**INSTRUCTIONS FOR THE TASK:** Taking each line of the records in turn, count those containing "FeedId" and report only the number.

Collected data entries
---------------

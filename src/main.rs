use anyhow::Result;
use chrono::NaiveDate;
use clap::{Args, CommandFactory, Parser, Subcommand};
use ecbfx::core::log::init_logging;

#[derive(Parser)]
#[command(version, about)]
struct Cli {
    /// Enable verbose logging
    #[arg(short, long, global = true)]
    verbose: bool,

    /// Path to optional configuration file
    #[arg(short, long, global = true)]
    config_path: Option<String>,

    #[command(subcommand)]
    command: Option<Commands>,
}

#[derive(Args)]
struct QueryOpts {
    /// Comma-separated currency codes to include; all when omitted
    #[arg(short, long, value_delimiter = ',')]
    symbols: Option<Vec<String>>,

    /// Base currency of the result (the ECB feed only publishes EUR)
    #[arg(short, long, default_value = "EUR")]
    base: String,

    /// Base-currency amount to convert into each target currency
    #[arg(short, long)]
    amount: Option<f64>,
}

#[derive(Subcommand)]
enum Commands {
    /// Create default configuration
    Setup,
    /// Display rates for the most recent published day
    Latest {
        #[command(flatten)]
        query: QueryOpts,
    },
    /// Display rates for a specific day
    Historical {
        /// Requested day, YYYY-MM-DD; rounds up to the next published day
        #[arg(short, long)]
        date: NaiveDate,

        #[command(flatten)]
        query: QueryOpts,
    },
}

impl From<QueryOpts> for ecbfx::QueryArgs {
    fn from(opts: QueryOpts) -> ecbfx::QueryArgs {
        ecbfx::QueryArgs {
            base: opts.base,
            symbols: opts.symbols,
            amount: opts.amount,
        }
    }
}

#[tokio::main]
async fn main() -> Result<()> {
    let cli = Cli::parse();

    init_logging(cli.verbose);

    let result = match cli.command {
        Some(Commands::Setup) => setup(),
        Some(Commands::Latest { query }) => {
            ecbfx::run_command(
                ecbfx::AppCommand::Latest,
                query.into(),
                cli.config_path.as_deref(),
            )
            .await
        }
        Some(Commands::Historical { date, query }) => {
            ecbfx::run_command(
                ecbfx::AppCommand::Historical { date },
                query.into(),
                cli.config_path.as_deref(),
            )
            .await
        }
        None => {
            Cli::command().print_help()?;
            Ok(())
        }
    };

    if let Err(e) = &result {
        tracing::error!(error = %e, "Application failed");
    }
    result
}

fn setup() -> anyhow::Result<()> {
    use anyhow::Context;

    let path = ecbfx::config::AppConfig::default_config_path()?;

    if path.exists() {
        anyhow::bail!("Configuration file already exists at {}", path.display());
    }

    if let Some(parent) = path.parent() {
        std::fs::create_dir_all(parent)
            .with_context(|| format!("Failed to create directory: {}", parent.display()))?;
    }

    let default_config = r#"---
provider:
  base_url: "https://www.ecb.europa.eu/stats/eurofxref"

cache:
  freshness_secs: 3600

# Default currency codes to display; empty shows every published currency
targets: []
"#;

    std::fs::write(&path, default_config)
        .with_context(|| format!("Failed to write config file to {}", path.display()))?;

    tracing::info!("Created default configuration at {}", path.display());
    Ok(())
}
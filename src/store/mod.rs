//! Feed store backends.

pub mod disk;
pub mod memory;

pub use disk::FjallStore;
pub use memory::MemoryStore;
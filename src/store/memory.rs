use crate::core::cache::{FeedStore, StoredFeed};
use crate::core::feed::FeedId;
use async_trait::async_trait;
use std::collections::HashMap;
use std::sync::Arc;
use tokio::sync::Mutex;
use tracing::debug;

/// In-memory feed store backed by a HashMap. Entries live for the process
/// lifetime only.
pub struct MemoryStore {
    inner: Arc<Mutex<HashMap<FeedId, StoredFeed>>>,
}

impl MemoryStore {
    pub fn new() -> Self {
        MemoryStore {
            inner: Arc::new(Mutex::new(HashMap::new())),
        }
    }
}

impl Default for MemoryStore {
    fn default() -> Self {
        Self::new()
    }
}

#[async_trait]
impl FeedStore for MemoryStore {
    async fn get(&self, feed: FeedId) -> Option<StoredFeed> {
        let store = self.inner.lock().await;
        let entry = store.get(&feed).cloned();
        if entry.is_some() {
            debug!("Store HIT for feed: {}", feed.key());
        } else {
            debug!("Store MISS for feed: {}", feed.key());
        }
        entry
    }

    async fn put(&self, feed: FeedId, entry: StoredFeed) {
        let mut store = self.inner.lock().await;
        debug!("Store PUT for feed: {}", feed.key());
        store.insert(feed, entry);
    }
}
use crate::providers::ecb::DEFAULT_BASE_URL;
use anyhow::{Context, Result};
use directories::ProjectDirs;
use serde::{Deserialize, Serialize};
use std::{fs, path::PathBuf};
use tracing::debug;

#[derive(Debug, Deserialize, Serialize, Clone)]
pub struct ProviderConfig {
    pub base_url: String,
}

impl Default for ProviderConfig {
    fn default() -> Self {
        ProviderConfig {
            base_url: DEFAULT_BASE_URL.to_string(),
        }
    }
}

fn default_freshness_secs() -> u64 {
    3600
}

#[derive(Debug, Deserialize, Serialize, Clone)]
pub struct CacheConfig {
    /// Maximum age of a stored feed before it is re-fetched.
    #[serde(default = "default_freshness_secs")]
    pub freshness_secs: u64,
    /// Override for the on-disk cache location. Defaults to the user data
    /// directory; set in tests to isolate state.
    #[serde(default)]
    pub dir: Option<PathBuf>,
}

impl Default for CacheConfig {
    fn default() -> Self {
        CacheConfig {
            freshness_secs: default_freshness_secs(),
            dir: None,
        }
    }
}

#[derive(Debug, Deserialize, Serialize, Clone, Default)]
pub struct AppConfig {
    #[serde(default)]
    pub provider: ProviderConfig,
    #[serde(default)]
    pub cache: CacheConfig,
    /// Default target currency set; empty includes every published
    /// currency. Overridden by --symbols on the command line.
    #[serde(default)]
    pub targets: Vec<String>,
}

impl AppConfig {
    /// Loads the default config file, falling back to defaults when none
    /// has been set up yet.
    pub fn load() -> Result<Self> {
        debug!("Loading default config");
        let config_path = Self::default_config_path()?;
        if !config_path.exists() {
            debug!("No config file found, using defaults");
            return Ok(AppConfig::default());
        }
        Self::load_from_path(&config_path)
    }

    pub fn default_config_path() -> Result<PathBuf> {
        let proj_dirs = ProjectDirs::from("in", "codito", "ecbfx")
            .context("Could not determine project directories")?;
        Ok(proj_dirs.config_dir().join("config.yaml"))
    }

    pub fn default_cache_dir() -> Result<PathBuf> {
        let proj_dirs = ProjectDirs::from("in", "codito", "ecbfx")
            .context("Could not determine project directories")?;
        Ok(proj_dirs.data_dir().join("cache"))
    }

    pub fn load_from_path<P: AsRef<std::path::Path>>(path: P) -> Result<Self> {
        let config_str = fs::read_to_string(path.as_ref())
            .with_context(|| format!("Failed to read config file: {}", path.as_ref().display()))?;

        let config: Self = serde_yaml::from_str(&config_str)
            .with_context(|| format!("Failed to parse config file: {}", path.as_ref().display()))?;
        debug!("Successfully loaded config");
        Ok(config)
    }
}
use comfy_table::modifiers::UTF8_ROUND_CORNERS;
use comfy_table::presets::UTF8_FULL;
use comfy_table::{Attribute, Cell, CellAlignment, Color, ContentArrangement, Table};
use console::style;

/// Defines different styles for text elements.
pub enum StyleType {
    Title,
    Subtle,
}

/// Applies a consistent style to a string.
pub fn style_text(text: &str, style_type: StyleType) -> String {
    let styled = match style_type {
        StyleType::Title => style(text).bold().underlined(),
        StyleType::Subtle => style(text).dim(),
    };
    styled.to_string()
}

/// Creates a new `comfy_table::Table` with standard styling.
pub fn new_styled_table() -> Table {
    let mut table = Table::new();
    table
        .load_preset(UTF8_FULL)
        .apply_modifier(UTF8_ROUND_CORNERS)
        .set_content_arrangement(ContentArrangement::Dynamic);
    table
}

/// Creates a styled header cell for a table.
pub fn header_cell(text: &str) -> Cell {
    Cell::new(text)
        .fg(Color::Cyan)
        .add_attribute(Attribute::Bold)
}

/// Creates a right-aligned cell for a numeric value.
pub fn value_cell(value: f64) -> Cell {
    Cell::new(format!("{value:.4}")).set_alignment(CellAlignment::Right)
}
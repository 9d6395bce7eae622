use super::ui;
use crate::core::provider::RateProvider;
use crate::core::snapshot::RateSnapshot;
use anyhow::Result;
use chrono::NaiveDate;
use comfy_table::Cell;
use std::collections::BTreeMap;

/// Query parameters shared by the latest and historical commands.
pub struct RateArgs {
    pub base: String,
    pub targets: Vec<String>,
    /// Base-currency amount to convert into each target currency.
    pub amount: Option<f64>,
}

pub async fn run_latest(provider: &dyn RateProvider, args: &RateArgs) -> Result<()> {
    let mut snapshot = provider.latest(&args.base, &args.targets).await?;
    attach_converted(&mut snapshot, args.amount);
    render(&snapshot, None, args.amount);
    Ok(())
}

pub async fn run_historical(
    provider: &dyn RateProvider,
    date: NaiveDate,
    args: &RateArgs,
) -> Result<()> {
    let mut snapshot = provider.historical(date, &args.base, &args.targets).await?;
    attach_converted(&mut snapshot, args.amount);
    render(&snapshot, Some(date), args.amount);
    Ok(())
}

// Conversion is a caller-side step over a finished snapshot; the provider
// never computes converted amounts itself.
fn attach_converted(snapshot: &mut RateSnapshot, amount: Option<f64>) {
    if let Some(amount) = amount {
        let converted = snapshot
            .rates()
            .iter()
            .map(|(code, rate)| (code.clone(), rate * amount))
            .collect();
        snapshot.set_converted(converted);
    }
}

/// The converted column is shown only when an explicit amount was supplied;
/// without one, a snapshot's converted values just mirror its raw rates.
fn render(snapshot: &RateSnapshot, requested: Option<NaiveDate>, amount: Option<f64>) {
    println!(
        "\n{}",
        ui::style_text(
            &format!("{} reference rates for {}", snapshot.base(), snapshot.date()),
            ui::StyleType::Title
        )
    );
    if let Some(requested) = requested {
        if requested != snapshot.date() {
            println!(
                "{}",
                ui::style_text(
                    &format!(
                        "No rates published on {requested}; showing next published day."
                    ),
                    ui::StyleType::Subtle
                )
            );
        }
    }

    let mut table = ui::new_styled_table();
    let mut header = vec![ui::header_cell("Currency"), ui::header_cell("Rate")];
    if let Some(amount) = amount {
        header.push(ui::header_cell(&format!(
            "{amount:.2} {}",
            snapshot.base()
        )));
    }
    table.set_header(header);

    // BTreeMap for stable, sorted output
    let sorted: BTreeMap<&String, &f64> = snapshot.rates().iter().collect();
    let converted = snapshot.converted();
    for (code, rate) in sorted {
        let mut row = vec![Cell::new(code), ui::value_cell(*rate)];
        if amount.is_some() {
            if let Some(value) = converted.get(code.as_str()) {
                row.push(ui::value_cell(*value));
            }
        }
        table.add_row(row);
    }

    println!("{table}");

    if snapshot.rates().is_empty() {
        println!(
            "{}",
            ui::style_text(
                "No rates matched the requested symbols.",
                ui::StyleType::Subtle
            )
        );
    }
}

---------------

**EXPECTED OUTPUT:** 4